Dengan berat hati Waso, meninggalkan daerah Bring, menuju daearah Yansu. Masyarakat daerah Yansu lebih taat pada adat istiadat. Mereka masih menyembah binatang, pohon, dan matahari. Masyarakat juga beranggapan bahwa wanita adalah harta yang sangat tinggi nilainya. Permasalahan kecil tentang wanita dapat mengakibatkan pembunuhan. Nasib Waso di daerah Yansu lebih tidak menguntungkan jika dibandingkan ketika berada di daerah Kemtuk Gresi dan Bring. Di daerah Yansu, Waso tidak mendapat sambutan dari masyarakat, tetapi dia terus berusaha agar mendapat perhatian.

Pada suatu hari, ketika Waso sedang berjalan, dia bertemu dengan orang lumpu. Bagi Waso, pertemuan ini merupakan kesempatan yang sangat baik. Dia segera menggunakan buku wasiatnya untuk mengobati orang lumpuh itu. Waso mengobati orang lumpuh itu dengan memegang kakinya sambil membaca mantra. Seketika orang lumpuh itu bisa berjalan. Dengan senang hati orang lumpuh itu menyatakan akan mengikuti ajaran Waso, percaya kepada Wali Du. Waso amat senang dengan pernyataan yang diucapkan orang lumpuh itu.
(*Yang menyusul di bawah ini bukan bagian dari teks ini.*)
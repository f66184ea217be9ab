//! Local repair after a validation pass reported clipping or floating.
//! Positions of entities that are not implicated stay untouched.

use std::collections::HashSet;

use log::debug;

use crate::model::{Issue, IssueCategory, Plan, SceneEntity, Vec3};

use super::geometry::{Room, footprint, snap, world_box, yaw_of};

#[derive(Debug, Clone, Copy, Default, PartialEq, Eq)]
pub struct RepairStats {
    pub moved: usize,
    pub grounded: usize,
    pub passes: u32,
    /// Overlapping root pairs left after the last pass.
    pub remaining: usize,
}

pub struct RepairParams {
    pub room: Room,
    pub margin: f64,
    pub tolerance: f64,
    pub passes: u32,
}

/// Separate clipping root entities and put floating or sunken roots back on
/// the floor. Children move with their parent.
pub fn repair(
    entities: &[SceneEntity],
    issues: &[Issue],
    plan: Option<&Plan>,
    params: &RepairParams,
) -> (Vec<SceneEntity>, RepairStats) {
    let mut out = entities.to_vec();
    let mut stats = RepairStats::default();

    let floating: HashSet<&str> = issues
        .iter()
        .filter(|i| i.category == IssueCategory::Floating)
        .filter_map(|i| i.entity_id.as_deref())
        .collect();
    for e in out
        .iter_mut()
        .filter(|e| e.parent_id.is_none() && floating.contains(e.id.as_str()))
    {
        let Some(p) = e.position.as_mut() else {
            continue;
        };
        if p.z != 0.0 {
            debug!("[placer] grounding {} from z={:.3}", e.id, p.z);
            p.z = 0.0;
            stats.grounded += 1;
        }
    }

    let roots: Vec<usize> = (0..out.len())
        .filter(|&i| out[i].parent_id.is_none() && out[i].position.is_some() && out[i].extents.is_some())
        .collect();

    let mut moved: HashSet<String> = HashSet::new();
    for pass in 0..params.passes {
        let pairs = clipping_pairs(&out, &roots, params.tolerance);
        if pairs.is_empty() {
            break;
        }
        stats.passes = pass + 1;
        let mut progressed = false;
        for (a, b) in pairs {
            let (mover, anchor) = if more_anchored(&out, plan, a, b) { (b, a) } else { (a, b) };
            let anchor_is_focal = plan.is_some_and(|p| p.is_primary_focal(&out[anchor].name));
            let shifted = if separate(&mut out, &roots, mover, anchor, params) {
                Some(mover)
            } else if !anchor_is_focal && separate(&mut out, &roots, anchor, mover, params) {
                Some(anchor)
            } else {
                None
            };
            if let Some(i) = shifted {
                moved.insert(out[i].id.clone());
                progressed = true;
            }
        }
        if !progressed {
            break;
        }
    }
    stats.moved = moved.len();
    stats.remaining = clipping_pairs(&out, &roots, params.tolerance).len();
    (out, stats)
}

fn clipping_pairs(entities: &[SceneEntity], roots: &[usize], tolerance: f64) -> Vec<(usize, usize)> {
    let mut pairs = Vec::new();
    for (n, &a) in roots.iter().enumerate() {
        let Some(box_a) = world_box(&entities[a], entities) else {
            continue;
        };
        for &b in &roots[n + 1..] {
            let Some(box_b) = world_box(&entities[b], entities) else {
                continue;
            };
            if box_a.penetration(&box_b) > tolerance {
                pairs.push((a, b));
            }
        }
    }
    pairs
}

/// Total penetration beyond the tolerance between `index` and every other root.
fn clipping_load(entities: &[SceneEntity], roots: &[usize], index: usize, tolerance: f64) -> f64 {
    let Some(own) = world_box(&entities[index], entities) else {
        return 0.0;
    };
    roots
        .iter()
        .filter(|&&r| r != index)
        .filter_map(|&r| world_box(&entities[r], entities))
        .map(|other| own.penetration(&other))
        .filter(|depth| *depth > tolerance)
        .sum()
}

/// Focal entities win, then the larger footprint, then the earlier entity.
fn more_anchored(entities: &[SceneEntity], plan: Option<&Plan>, a: usize, b: usize) -> bool {
    let focal = |i: usize| plan.is_some_and(|p| p.is_primary_focal(&entities[i].name));
    if focal(a) != focal(b) {
        return focal(a);
    }
    let area = |i: usize| entities[i].extents.map_or(0.0, |e| e.footprint_area());
    let (area_a, area_b) = (area(a), area(b));
    if (area_a - area_b).abs() > 1e-9 {
        return area_a > area_b;
    }
    a < b
}

/// Move `mover` clear of `anchor`, plus the margin, along one of the four
/// horizontal directions, clamped to the room. The direction leaving the least
/// clipping against all roots wins, shorter moves breaking ties. Nothing
/// moves unless the mover's clipping strictly drops.
fn separate(
    entities: &mut [SceneEntity],
    roots: &[usize],
    mover: usize,
    anchor: usize,
    params: &RepairParams,
) -> bool {
    let (Some(m), Some(a)) = (
        world_box(&entities[mover], entities),
        world_box(&entities[anchor], entities),
    ) else {
        return false;
    };
    if m.penetration(&a) <= params.tolerance {
        return false;
    }
    let (Some(pos), Some(ext)) = (entities[mover].position, entities[mover].extents) else {
        return false;
    };
    let (w, d) = footprint(ext, yaw_of(&entities[mover]));
    let gap = params.margin;
    let targets = [
        (a.max.x + gap + w / 2.0, pos.y),
        (a.min.x - gap - w / 2.0, pos.y),
        (pos.x, a.max.y + gap + d / 2.0),
        (pos.x, a.min.y - gap - d / 2.0),
    ];

    let current = clipping_load(entities, roots, mover, params.tolerance);
    let mut best: Option<(f64, f64, Vec3)> = None;
    for (x, y) in targets {
        let (x, y) = params.room.clamp_center(x, y, w, d);
        let candidate = Vec3::new(snap(x), snap(y), pos.z);
        if candidate == pos {
            continue;
        }
        entities[mover].position = Some(candidate);
        let load = clipping_load(entities, roots, mover, params.tolerance);
        let travel = (candidate.x - pos.x).hypot(candidate.y - pos.y);
        let better = best.is_none_or(|(l, t, _)| load < l - 1e-9 || ((load - l).abs() <= 1e-9 && travel < t));
        if better {
            best = Some((load, travel, candidate));
        }
    }
    entities[mover].position = Some(pos);

    let Some((load, _, target)) = best.filter(|(load, _, _)| *load < current - 1e-9) else {
        return false;
    };
    debug!(
        "[placer] repair moved {} ({:.3},{:.3}) -> ({:.3},{:.3}), clipping {current:.3} -> {load:.3}",
        entities[mover].id, pos.x, pos.y, target.x, target.y
    );
    entities[mover].position = Some(target);
    true
}

#[cfg(test)]
mod tests {
    use super::*;
    use crate::model::{Extents, Severity};

    fn entity(id: &str, name: &str, x: f64, y: f64, ext: (f64, f64, f64)) -> SceneEntity {
        let mut e = SceneEntity::requested(id, name);
        e.extents = Some(Extents::new(ext.0, ext.1, ext.2));
        e.position = Some(Vec3::new(x, y, 0.0));
        e.rotation = Some(Vec3::ZERO);
        e
    }

    fn params() -> RepairParams {
        RepairParams {
            room: Room {
                width: 6.0,
                depth: 6.0,
                height: 3.0,
            },
            margin: 0.5,
            tolerance: 0.05,
            passes: 4,
        }
    }

    #[test]
    fn smaller_entity_moves_along_shallow_axis() {
        let entities = vec![
            entity("bed-1", "bed", 0.0, 0.0, (2.0, 1.6, 0.8)),
            entity("chair-1", "chair", 1.0, 0.2, (0.5, 0.5, 0.9)),
        ];
        let (out, stats) = repair(&entities, &[], None, &params());
        assert_eq!(out[0].position, entities[0].position);
        let moved = out[1].position.unwrap();
        assert!(moved.x > 1.0, "chair pushed to +x, got {moved:?}");
        assert_eq!(moved.y, 0.2);
        assert_eq!(stats.remaining, 0);
        assert!(stats.moved >= 1);
    }

    #[test]
    fn floating_roots_are_grounded() {
        let mut e = entity("vase-1", "vase", 0.0, 0.0, (0.2, 0.2, 0.3));
        e.position = Some(Vec3::new(0.0, 0.0, 0.7));
        let issue = Issue::new(Severity::Info, IssueCategory::Floating, "vase floats").with_entity("vase-1");
        let (out, stats) = repair(&[e], &[issue], None, &params());
        assert_eq!(out[0].position.unwrap().z, 0.0);
        assert_eq!(stats.grounded, 1);
    }

    #[test]
    fn wall_pinned_mover_slides_along_the_wall() {
        let entities = vec![
            entity("bed-1", "bed", 2.0, 0.0, (2.0, 1.6, 0.8)),
            entity("chair-1", "chair", 2.75, 0.3, (0.5, 0.5, 0.9)),
        ];
        let (out, stats) = repair(&entities, &[], None, &params());
        assert_eq!(out[0].position, entities[0].position);
        assert_eq!(out[1].position, Some(Vec3::new(2.75, 1.55, 0.0)));
        assert_eq!(stats.moved, 1);
        assert_eq!(stats.remaining, 0);
    }

    #[test]
    fn anchor_yields_when_mover_is_cornered() {
        let mut p = params();
        p.room = Room {
            width: 2.6,
            depth: 2.6,
            height: 3.0,
        };
        let entities = vec![
            entity("crate-1", "crate", -0.467, -0.467, (1.4, 1.4, 1.0)),
            entity("crate-2", "crate", 0.6, -0.6, (1.4, 1.4, 1.0)),
        ];
        let depth = |all: &[SceneEntity]| {
            let a = world_box(&all[0], all).unwrap();
            let b = world_box(&all[1], all).unwrap();
            a.penetration(&b)
        };
        assert!(depth(&entities) > 0.3);

        let (out, stats) = repair(&entities, &[], None, &p);
        assert_eq!(out[1].position, entities[1].position);
        assert_eq!(out[0].position, Some(Vec3::new(-0.6, -0.467, 0.0)));
        assert_eq!(stats.moved, 1);
        assert!(depth(&out) < 0.3);
    }

    #[test]
    fn focal_anchor_never_yields() {
        let mut p = params();
        p.room = Room {
            width: 2.6,
            depth: 2.6,
            height: 3.0,
        };
        let entities = vec![
            entity("bed-1", "bed", -0.467, -0.467, (1.4, 1.4, 1.0)),
            entity("crate-1", "crate", 0.6, -0.6, (1.4, 1.4, 1.0)),
        ];
        let mut plan = crate::stages::decomposer::fallback_plan("bed");
        plan.spatial.primary_focal_point = Some("bed".into());
        let (out, _) = repair(&entities, &[], Some(&plan), &p);
        assert_eq!(out[0].position, entities[0].position);
    }

    #[test]
    fn overcrowded_room_reports_remaining_pairs() {
        let mut p = params();
        p.room = Room {
            width: 2.0,
            depth: 2.0,
            height: 3.0,
        };
        let entities = vec![
            entity("a-1", "a", 0.0, 0.0, (1.5, 1.5, 1.0)),
            entity("b-1", "b", 0.2, 0.2, (1.5, 1.5, 1.0)),
        ];
        let (_, stats) = repair(&entities, &[], None, &p);
        assert_eq!(stats.remaining, 1);
    }
}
Berita mengenai penyembuhan orang lumpuh itu tersebar luas. Banyak orang ingin berkenalan dengan Waso. Banyak juga anak kecil yang selalu mengikuti kemana Waso berjalan. Waso amat senang diikuti anak-anak kecil karena melalui merekalah ajarannya lebih mudah tersebar luas. Ajaran Waso bukan hanya tersebar di daerah Yansu, melainkan sampai ke daerah Bring. Banyak orang Bring mengikuti ajarannya. Hal itu menyebabkan orang-orang tua, seperti kepala adat, kepala kampung, dan pembantu kepala adat menjadi iri hati. Waso dipukul sampai babak belur agar ilmu yang dimilikinya hilang.
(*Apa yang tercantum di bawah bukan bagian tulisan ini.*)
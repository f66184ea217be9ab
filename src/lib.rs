pub mod catalog;
pub mod config;
pub mod llm;
pub mod memory;
pub mod model;
pub mod pipeline;
pub mod protocol;
pub mod record;
pub mod stages;
pub mod ws;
Dalam keadaan sakit, Waso pergi ke sebuah kebun. Dari dalam kebun itu terpencar sinar terang. Di dalamnya terlihat seorang putri yang sangat cantik sedang duduk di tonggak kayu. Waso terkejut dan berkata dalam hati bahwa putri cantik itu adalah putri Wali Du, bukan peri atau setan. Putri Wali Du itu bernama Su. Waso jatuh cinta kepada Su. Su juga cinta kepada Waso. Akhirnya, mereka bersepakat menjadi ssuami istri dan berniat meneruskan ajaran Wali Du sampai akhir hayat mereka.

Masyarakat Bring dan Yansu gempar setelah mendengar bahwa Waso memperoleh seorang putri di dalam sinar. Mereka mulai beranggapan bahwa Waso keturunan dewa yang turun ke bumi. 
   
Waso mengobati orang lumpuh dengan menggunakan buku wasiatnya. Ia memegang kaki orang itu sambil membaca mantra. Orang lumpuh itu seketika bisa berjalan. Kemudian, Waso pindah dari daerah Yansu ke daerah Nimboron karena akan dibunuh orang Yansu dan Bring. Di Nimboron, dia juga menyebarkan ajaranmya dan mendapat sambutan baik. Dia masih menyesal karena masyarakat Bring dan Yansu tidak mau menerima ajaran Wali Du. Oleh karena itu, dia kembali ke daerah Bring untuk mengajarkan dan yakinkan ajarannya kepada mereka. Masyarakat daerah Bring sebagian besar tetap tidak mau menerima ajaran Waso, Bahkan, keinginan untuk membunuh Waso masih tetap ada.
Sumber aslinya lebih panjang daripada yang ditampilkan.